The rest of the layout of a descriptor object depends upon the implementation of each of the subclasses. Access to the descriptor data of each type goes through the (nonvirtual) Ptr() method of the TDesC base class, which uses a switch statement to identify the type of descriptor (using the top 4 bits of the beginning of the descriptor object) and return the correct address for the beginning of its data.

Of course, this requires that the TDesC base class has knowledge of the memory layout of its subclasses hardcoded into Ptr(). This means that you can’t create your own descriptor class, deriving from TDesC, and expect it to work.

Comments:
Hi Jo,

Talking about addition of new descriptor classes;
Could you comment on RBuf that was included from Symbian 8.0a here as that is recommended to be used instead of HBufC now. What are the reasons for this?

Cheers,
Nitin
 
Hi Nitin

Sure. I'm actually in the process of creating a post about RBuf at present, but haven't quite finished it - and I want to run it past Symbian first, since I've not used RBuf once and want to check my facts! So watch this space :o)

Thanks for your comment.

Jo
 
I've now put posted
here about RBuf. After checking with Symbian, I don't think there's an explicit deprecation of HBufC, but it is clear that RBuf is very useful if you need to modify a dynamically allocated descriptor, or want to manage your heap-based buffer via a stack based R class object.
 
I still don't understand why the non-modifyable descriptors are modifyable.

If the C means conceptually const then why even provide the Des() method in the first place?

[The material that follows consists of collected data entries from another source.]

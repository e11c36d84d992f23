//! One JSON-RPC tunnel per admitted WebSocket connection.
//!
//! All outbound frames go through a single sink behind an async mutex, so
//! concurrent senders never interleave partial frames. Closing is idempotent:
//! whichever path wins the close flag releases the sink and runs the close
//! hooks, every other caller returns immediately.

use std::collections::HashMap;
use std::sync::atomic::{AtomicBool, Ordering};
use std::sync::{Arc, Weak};
use std::time::Duration;

use async_trait::async_trait;
use axum::extract::ws::{Message, WebSocket};
use futures_util::stream::SplitSink;
use futures_util::SinkExt;
use mexec_protocol::{ChannelEvent, Notification, Response};
use mexec_topics::{HELLO_TEXT, METHOD_CONNECTED};
use parking_lot::{Mutex as SyncMutex, RwLock};
use serde::Serialize;
use serde_json::Value;
use tokio::sync::Mutex;
use tokio_util::sync::CancellationToken;
use tracing::{debug, trace};

const SINK_CLOSE_GRACE: Duration = Duration::from_secs(2);

#[derive(Debug, thiserror::Error)]
pub(crate) enum TunnelError {
    #[error("tunnel closed")]
    Closed,
    #[error("tunnel attributes are sealed")]
    Sealed,
    #[error("failed to encode frame: {0}")]
    Encode(#[from] serde_json::Error),
    #[error("transport error: {0}")]
    Transport(String),
}

/// Outbound half of the connection.
#[async_trait]
pub(crate) trait FrameSink: Send + 'static {
    async fn send_text(&mut self, text: String) -> Result<(), TunnelError>;
    async fn close(&mut self);
}

#[async_trait]
impl FrameSink for SplitSink<WebSocket, Message> {
    async fn send_text(&mut self, text: String) -> Result<(), TunnelError> {
        self.send(Message::Text(text.into()))
            .await
            .map_err(|err| TunnelError::Transport(err.to_string()))
    }

    async fn close(&mut self) {
        if let Err(err) = SinkExt::close(self).await {
            trace!(%err, "websocket close handshake failed");
        }
    }
}

type CloseHook = Box<dyn FnOnce() + Send>;

pub(crate) struct Tunnel {
    id: String,
    sink: Mutex<Option<Box<dyn FrameSink>>>,
    attributes: RwLock<HashMap<String, String>>,
    sealed: AtomicBool,
    closed: AtomicBool,
    close_token: CancellationToken,
    greeted: CancellationToken,
    close_hooks: SyncMutex<Vec<CloseHook>>,
}

impl Tunnel {
    /// Wrap an upgraded connection's outbound half.
    pub fn establish(sink: Box<dyn FrameSink>) -> Arc<Self> {
        let id = format!("tunnel-{}", uuid::Uuid::new_v4().simple());
        debug!(tunnel = %id, "tunnel established");
        Arc::new(Self {
            id,
            sink: Mutex::new(Some(sink)),
            attributes: RwLock::new(HashMap::new()),
            sealed: AtomicBool::new(false),
            closed: AtomicBool::new(false),
            close_token: CancellationToken::new(),
            greeted: CancellationToken::new(),
            close_hooks: SyncMutex::new(Vec::new()),
        })
    }

    pub fn id(&self) -> &str {
        &self.id
    }

    /// Store a per-connection attribute. Rejected once the tunnel is sealed.
    pub fn set_attribute(&self, key: impl Into<String>, value: impl Into<String>) -> Result<(), TunnelError> {
        // hold the write lock across the check so seal() cannot slip in between
        let mut attributes = self.attributes.write();
        if self.sealed.load(Ordering::Acquire) {
            return Err(TunnelError::Sealed);
        }
        attributes.insert(key.into(), value.into());
        Ok(())
    }

    pub fn attribute(&self, key: &str) -> Option<String> {
        self.attributes.read().get(key).cloned()
    }

    /// Freeze attributes before handing the tunnel to request handlers.
    pub fn seal(&self) {
        let _attributes = self.attributes.write();
        self.sealed.store(true, Ordering::Release);
    }

    pub fn is_closed(&self) -> bool {
        self.closed.load(Ordering::Acquire)
    }

    /// Resolves once the tunnel has been closed from any path.
    pub async fn closed(&self) {
        self.close_token.cancelled().await
    }

    /// Resolves once the handshake has been written or the tunnel is closed.
    pub async fn greeted(&self) {
        tokio::select! {
            _ = self.greeted.cancelled() => {}
            _ = self.close_token.cancelled() => {}
        }
    }

    /// Run `hook` exactly once when the tunnel closes; immediately if already closed.
    pub fn on_close(&self, hook: impl FnOnce() + Send + 'static) {
        {
            let mut hooks = self.close_hooks.lock();
            if !self.is_closed() {
                hooks.push(Box::new(hook));
                return;
            }
        }
        hook();
    }

    pub async fn send_notification(&self, method: &str, params: Value) -> Result<(), TunnelError> {
        self.send_json(&Notification::new(method, params)).await
    }

    pub async fn send_response(&self, response: &Response) -> Result<(), TunnelError> {
        self.send_json(response).await
    }

    /// Handshake notification announcing the tunnel is ready.
    pub async fn say_hello(&self) -> Result<(), TunnelError> {
        let hello = ChannelEvent {
            time: chrono::Utc::now().to_rfc3339_opts(chrono::SecondsFormat::Millis, true),
            channel: self.id.clone(),
            text: HELLO_TEXT.into(),
        };
        self.send_notification(METHOD_CONNECTED, serde_json::to_value(hello)?)
            .await?;
        self.greeted.cancel();
        Ok(())
    }

    async fn send_json<T: Serialize>(&self, frame: &T) -> Result<(), TunnelError> {
        let text = serde_json::to_string(frame)?;
        self.send_text(text).await
    }

    async fn send_text(&self, text: String) -> Result<(), TunnelError> {
        if self.is_closed() {
            return Err(TunnelError::Closed);
        }
        let write = async {
            let mut sink = self.sink.lock().await;
            match sink.as_mut() {
                Some(sink) => sink.send_text(text).await,
                None => Err(TunnelError::Closed),
            }
        };
        // a stalled peer must not keep the sink from close()
        let result = tokio::select! {
            biased;
            _ = self.close_token.cancelled() => Err(TunnelError::Closed),
            result = write => result,
        };
        if let Err(err) = &result {
            if !matches!(err, TunnelError::Closed) {
                debug!(tunnel = %self.id, %err, "write failed; closing tunnel");
                self.close().await;
            }
        }
        result
    }

    /// Release the connection. Safe to call any number of times from any task.
    pub async fn close(&self) {
        if self
            .closed
            .compare_exchange(false, true, Ordering::AcqRel, Ordering::Acquire)
            .is_err()
        {
            return;
        }
        self.close_token.cancel();
        let hooks = std::mem::take(&mut *self.close_hooks.lock());
        for hook in hooks {
            hook();
        }
        let sink = self.sink.lock().await.take();
        if let Some(mut sink) = sink {
            if tokio::time::timeout(SINK_CLOSE_GRACE, sink.close()).await.is_err() {
                debug!(tunnel = %self.id, "sink close timed out");
            }
        }
        debug!(tunnel = %self.id, "tunnel closed");
    }
}

/// Live tunnels, keyed by id. Entries drop out when their tunnel closes.
#[derive(Default)]
pub(crate) struct TunnelRegistry {
    tunnels: SyncMutex<HashMap<String, Weak<Tunnel>>>,
}

impl TunnelRegistry {
    pub fn register(self: &Arc<Self>, tunnel: &Arc<Tunnel>) {
        self.tunnels
            .lock()
            .insert(tunnel.id().to_string(), Arc::downgrade(tunnel));
        let registry = Arc::downgrade(self);
        let id = tunnel.id().to_string();
        tunnel.on_close(move || {
            if let Some(registry) = registry.upgrade() {
                registry.tunnels.lock().remove(&id);
            }
        });
    }

    pub fn len(&self) -> usize {
        self.tunnels.lock().len()
    }

    pub async fn close_all(&self) {
        let live: Vec<Arc<Tunnel>> = self
            .tunnels
            .lock()
            .values()
            .filter_map(Weak::upgrade)
            .collect();
        for tunnel in live {
            tunnel.close().await;
        }
    }
}


#[cfg(test)]
mod tests {
    use super::testing::{channel_tunnel, ChannelSink};
    use super::*;
    use serde_json::json;
    use std::sync::atomic::AtomicUsize;

    #[tokio::test]
    async fn attributes_are_frozen_after_seal() {
        let (tunnel, _rx, _) = channel_tunnel();
        tunnel.set_attribute("bearerToken", "t0k").unwrap();
        tunnel.seal();
        assert!(matches!(
            tunnel.set_attribute("bearerToken", "other"),
            Err(TunnelError::Sealed)
        ));
        assert_eq!(tunnel.attribute("bearerToken").as_deref(), Some("t0k"));
    }

    #[tokio::test]
    async fn hello_is_a_connected_notification() {
        let (tunnel, mut rx, _) = channel_tunnel();
        tunnel.say_hello().await.unwrap();
        let frame: Value = serde_json::from_str(&rx.recv().await.unwrap()).unwrap();
        assert_eq!(frame["method"], "connected");
        assert_eq!(frame["params"]["channel"], json!(tunnel.id()));
        assert!(frame.get("id").is_none());
    }

    #[tokio::test(flavor = "multi_thread", worker_threads = 4)]
    async fn concurrent_senders_produce_whole_frames() {
        let (tunnel, mut rx, _) = channel_tunnel();
        let mut joins = Vec::new();
        for task in 0..8 {
            let tunnel = tunnel.clone();
            joins.push(tokio::spawn(async move {
                for n in 0..25 {
                    tunnel
                        .send_notification("onExecExit", json!({"task": task, "n": n}))
                        .await
                        .unwrap();
                }
            }));
        }
        for join in joins {
            join.await.unwrap();
        }
        let mut per_task = HashMap::new();
        for _ in 0..200 {
            let frame: Value = serde_json::from_str(&rx.recv().await.unwrap()).unwrap();
            let task = frame["params"]["task"].as_i64().unwrap();
            let n = frame["params"]["n"].as_i64().unwrap();
            let prev = per_task.insert(task, n);
            assert_eq!(prev.map_or(0, |p| p + 1), n);
        }
    }

    #[tokio::test(flavor = "multi_thread", worker_threads = 4)]
    async fn concurrent_close_releases_once() {
        let (tunnel, _rx, closes) = channel_tunnel();
        let hook_runs = Arc::new(AtomicUsize::new(0));
        let counter = hook_runs.clone();
        tunnel.on_close(move || {
            counter.fetch_add(1, Ordering::SeqCst);
        });

        let a = tokio::spawn({
            let tunnel = tunnel.clone();
            async move { tunnel.close().await }
        });
        let b = tokio::spawn({
            let tunnel = tunnel.clone();
            async move { tunnel.close().await }
        });
        a.await.unwrap();
        b.await.unwrap();
        tunnel.close().await;

        assert_eq!(closes.load(Ordering::SeqCst), 1);
        assert_eq!(hook_runs.load(Ordering::SeqCst), 1);
        assert!(matches!(
            tunnel.send_notification("x", Value::Null).await,
            Err(TunnelError::Closed)
        ));
    }

    #[tokio::test]
    async fn failed_write_closes_tunnel() {
        let (tx, _rx) = tokio::sync::mpsc::unbounded_channel();
        let closes = Arc::new(AtomicUsize::new(0));
        let tunnel = Tunnel::establish(Box::new(ChannelSink {
            tx,
            closes: closes.clone(),
            fail_writes: true,
        }));
        assert!(tunnel.say_hello().await.is_err());
        assert!(tunnel.is_closed());
        tunnel.closed().await;
        assert_eq!(closes.load(Ordering::SeqCst), 1);
    }

    #[tokio::test]
    async fn hook_registered_after_close_runs_immediately() {
        let (tunnel, _rx, _) = channel_tunnel();
        tunnel.close().await;
        let ran = Arc::new(AtomicBool::new(false));
        let flag = ran.clone();
        tunnel.on_close(move || flag.store(true, Ordering::SeqCst));
        assert!(ran.load(Ordering::SeqCst));
    }

    #[tokio::test]
    async fn registry_forgets_closed_tunnels() {
        let registry = Arc::new(TunnelRegistry::default());
        let (tunnel, _rx, _) = channel_tunnel();
        registry.register(&tunnel);
        assert_eq!(registry.len(), 1);
        registry.close_all().await;
        assert_eq!(registry.len(), 0);
        assert!(tunnel.is_closed());
    }

    struct StalledSink {
        closes: Arc<AtomicUsize>,
    }

    #[async_trait]
    impl FrameSink for StalledSink {
        async fn send_text(&mut self, _text: String) -> Result<(), TunnelError> {
            std::future::pending().await
        }

        async fn close(&mut self) {
            self.closes.fetch_add(1, Ordering::SeqCst);
        }
    }

    #[tokio::test]
    async fn close_does_not_wait_for_a_stalled_write() {
        let closes = Arc::new(AtomicUsize::new(0));
        let tunnel = Tunnel::establish(Box::new(StalledSink {
            closes: closes.clone(),
        }));
        let writer = tokio::spawn({
            let tunnel = tunnel.clone();
            async move { tunnel.send_notification("onExecExit", json!({})).await }
        });
        // let the writer take the sink lock
        tokio::time::sleep(std::time::Duration::from_millis(50)).await;

        tokio::time::timeout(std::time::Duration::from_secs(2), tunnel.close())
            .await
            .expect("close completes while a write is stalled");
        assert_eq!(closes.load(Ordering::SeqCst), 1);
        let sent = tokio::time::timeout(std::time::Duration::from_secs(1), writer)
            .await
            .unwrap()
            .unwrap();
        assert!(matches!(sent, Err(TunnelError::Closed)));
    }

    #[tokio::test]
    async fn greeted_resolves_after_hello_or_close() {
        let (tunnel, _rx, _) = channel_tunnel();
        assert!(tokio::time::timeout(std::time::Duration::from_millis(50), tunnel.greeted())
            .await
            .is_err());
        tunnel.say_hello().await.unwrap();
        tunnel.greeted().await;

        let (other, _rx, _) = channel_tunnel();
        other.close().await;
        other.greeted().await;
    }
}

Why call it constant but then allow it to be modified?

And is Des() is provided for HBufC and TBufC then why not be consistent and also provide it for TPtrC? Why is TPtrC an exception to the contradiction?
 
Sorry, I've run out of time to answer you today, but will do so tomorrow. If you're "potassium" and want to contact me directly by e-mail, to give me some more context of your questions on descriptors, please feel free to do so (my e-mail address is on my WhoShavesTheBarber website). Maybe we can fix up a Skype session or something.

Otherwise, please watch this space...
 
"I still don't understand why the non-modifyable descriptors are modifyable.

If the C means conceptually const then why even provide the Des() method in the first place? Why call it constant but then allow it to be modified?"


It's a semantic thing. The type reflects that the descriptor contents should be constant. But it will always be possible to form another pointer descriptor over the data in the descriptor, so the class provides the way to do it. A bit like the C++ const, which can always be subverted. That's my interpretation, anyway.

"And is Des() is provided for HBufC and TBufC then why not be consistent and also provide it for TPtrC? Why is TPtrC an exception to the contradiction?"

It's a bit inconsistent, perhaps, but TPtrC is already a pointer descriptor over a separate block of data. The data can be modified directly by creating a TPtr over it, so there's no Des() to do so. Hmm, doesn't sound like a great explanation, but the best I can think of now...
 
i am a beginner to symbianos environment. can u give full description about descriptors?
 
What do you mean? What do you think this blog is all about?